[Exercise material]
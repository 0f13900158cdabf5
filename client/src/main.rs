use clap::Parser;
use client::{Client, LogInterface};
use log::info;
use shared::config::{ClientConfig, StartupVariables};

#[derive(Parser, Debug)]
#[command(author, version, about, long_about = None)]
struct Args {
    /// Startup variables as --KEY=value (CA_HOST, CA_PORT, PQ_EMAIL, ...)
    #[arg(trailing_var_arg = true, allow_hyphen_values = true)]
    vars: Vec<String>,
}

#[tokio::main]
async fn main() -> Result<(), Box<dyn std::error::Error>> {
    env_logger::init();

    if std::env::var("RUST_LOG").is_err() {
        eprintln!("Set RUST_LOG=info for detailed logging");
    }

    let args = Args::parse();
    let vars = StartupVariables::from_process(args.vars);
    let config = ClientConfig::from_vars(&vars)?;

    info!("Starting client...");
    info!("Client Agent: {}:{}", config.ca_host, config.ca_port);

    let mut client = Client::new(config, Box::new(LogInterface))?;
    client.run().await?;

    Ok(())
}
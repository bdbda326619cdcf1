//! Error types for verses
//!
//! Provides error handling for:
//! - Missing creation rules (no route for an original's type)
//! - Cyclic creation (re-entrant lookup of the same original)
//! - Rules that refuse an original

use verse_identity::{AnyObj, CacheError, Identified, Identity};

/// Errors while producing or looking up a parallel object
#[derive(Debug, Clone, PartialEq, Eq, thiserror::Error)]
pub enum VerseError {
    /// The verse has no creation rule for this original
    #[error("no creation rule for original of type `{type_name}`")]
    Unimplemented {
        /// Concrete type of the original
        type_name: &'static str,
    },

    /// The original's parallel object was requested while being created
    #[error("cyclic creation: parallel object for {original} requested while it is being created")]
    CyclicCreation {
        /// Original whose creation re-entered itself
        original: Identity,
    },

    /// The creation rule refused the original
    #[error("original {original} rejected: {reason}")]
    Rejected {
        /// Refused original
        original: Identity,
        /// Why the rule refused it
        reason: String,
    },
}

impl VerseError {
    /// Create unimplemented error naming the original's type
    #[inline]
    #[must_use]
    pub fn unimplemented_for(original: &AnyObj) -> Self {
        Self::Unimplemented {
            type_name: original.value_type_name(),
        }
    }

    /// Create rejection error for an original
    #[inline]
    pub fn rejected(original: &impl Identified, reason: impl Into<String>) -> Self {
        Self::Rejected {
            original: original.identity(),
            reason: reason.into(),
        }
    }
}

impl From<CacheError> for VerseError {
    fn from(err: CacheError) -> Self {
        match err {
            CacheError::CyclicCreation { key } => Self::CyclicCreation { original: key },
        }
    }
}

/// Result type alias for verse operations
pub type VerseResult<T> = Result<T, VerseError>;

[Task statement]
Scan the data for the word "Identified" and copy every line where it shows up.

[Result]
use verse_identity::{AnyObj, CacheError, Identified, Identity};
    pub fn rejected(original: &impl Identified, reason: impl Into<String>) -> Self {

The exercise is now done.